Lines below that include the word "prepare" should each be copied.
════════════════
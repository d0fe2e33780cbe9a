//! Entry points for executing a plan.

use std::sync::Arc;

use chrono::{DateTime, Utc};
use tracing::debug;

use crate::errors::RunError;
use crate::execution::{run_physical, ExecOptions, LimitedAttempts, RetryPolicy, Scheduler};
use crate::graph::Node;
use crate::plan::{Plan, Sym};
use crate::progress::{NullObserver, ProgressObserver};
use crate::registry::Registry;
use crate::transform::{plan_with_value_stores, prune_plan, StaleCheckOptions};
use crate::value::Value;

/// Tunables for [`run`] and [`dry_run`].
#[derive(Clone)]
pub struct RunOptions {
    /// Worker threads for evaluation. Defaults to a small multiple of the
    /// available parallelism, capped at 32.
    pub max_workers: Option<usize>,
    /// Errors tolerated before new work stops being admitted; `None` runs
    /// as much of the plan as possible.
    pub max_errors: Option<u32>,
    /// Wraps every call and store operation.
    pub retry: Arc<dyn RetryPolicy>,
    /// Stored values strictly older than this are treated as absent.
    pub fresh_time: Option<DateTime<Utc>>,
    /// Receives scheduler events; compose several with
    /// [`crate::progress::CompositeObserver`].
    pub progress: Arc<dyn ProgressObserver>,
    pub scheduler: Scheduler,
    /// Worker threads for the stale check; defaults to `max_workers`.
    pub stale_check_max_workers: Option<usize>,
}

impl Default for RunOptions {
    fn default() -> Self {
        Self {
            max_workers: None,
            max_errors: Some(1),
            retry: Arc::new(LimitedAttempts::default()),
            fresh_time: None,
            progress: Arc::new(NullObserver),
            scheduler: Scheduler::default(),
            stale_check_max_workers: None,
        }
    }
}

impl RunOptions {
    pub fn with_max_workers(mut self, max_workers: usize) -> Self {
        self.max_workers = Some(max_workers);
        self
    }

    pub fn with_max_errors(mut self, max_errors: Option<u32>) -> Self {
        self.max_errors = max_errors;
        self
    }

    pub fn with_retry(mut self, retry: Arc<dyn RetryPolicy>) -> Self {
        self.retry = retry;
        self
    }

    pub fn with_attempts(self, attempts: u32) -> Self {
        self.with_retry(Arc::new(LimitedAttempts::new(attempts)))
    }

    pub fn with_fresh_time(mut self, fresh_time: DateTime<Utc>) -> Self {
        self.fresh_time = Some(fresh_time);
        self
    }

    pub fn with_progress(mut self, progress: Arc<dyn ProgressObserver>) -> Self {
        self.progress = progress;
        self
    }

    pub fn with_scheduler(mut self, scheduler: Scheduler) -> Self {
        self.scheduler = scheduler;
        self
    }
}

fn prepare(
    plan: &Plan,
    registry: Option<&Registry>,
    output: Option<Sym>,
    options: &RunOptions,
) -> Result<(Plan, Option<Node>), RunError> {
    let mut plan = plan.clone();
    let output_node = output.map(|value| plan.gather(value));

    match registry {
        Some(registry) if !registry.is_empty() => {
            let stale_options = StaleCheckOptions {
                worker_count: options
                    .stale_check_max_workers
                    .or(options.max_workers)
                    .unwrap_or_else(crate::execution::default_worker_count),
                retry: options.retry.as_ref(),
                fresh_time: options.fresh_time,
            };
            plan_with_value_stores(&plan, registry, output_node, &stale_options)
        }
        _ => {
            prune_plan(&mut plan, [], output_node);
            Ok((plan, output_node))
        }
    }
}

/// Run a plan, returning the requested output.
///
/// Ensures every store in the registry is brought up to date. When calls
/// fail, the run waits until no calls are in flight and either no calls
/// remain or the error limit has been exceeded, then raises the first
/// recorded error; the progress observer sees every failure.
pub fn run(
    plan: &Plan,
    registry: Option<&Registry>,
    output: Option<Sym>,
    options: &RunOptions,
) -> Result<Option<Value>, RunError> {
    let (physical, output_node) = prepare(plan, registry, output, options)?;
    debug!(
        nodes = physical.node_count(),
        edges = physical.edge_count(),
        "plan transformed"
    );
    run_physical(
        physical,
        output_node,
        &ExecOptions {
            worker_count: options.max_workers,
            max_errors: options.max_errors,
            retry: options.retry.as_ref(),
            observer: options.progress.as_ref(),
            scheduler: options.scheduler,
        },
    )
}

/// Build and return the pruned physical plan without executing it.
///
/// The returned node is the redirected output: if the requested output is
/// stored, it points at the injected read node.
pub fn dry_run(
    plan: &Plan,
    registry: Option<&Registry>,
    output: Option<Sym>,
    options: &RunOptions,
) -> Result<(Plan, Option<Node>), RunError> {
    prepare(plan, registry, output, options)
}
════════════════
SOLUTION FOR THIS EXERCISE:
fn prepare(
    let (physical, output_node) = prepare(plan, registry, output, options)?;
    prepare(plan, registry, output, options)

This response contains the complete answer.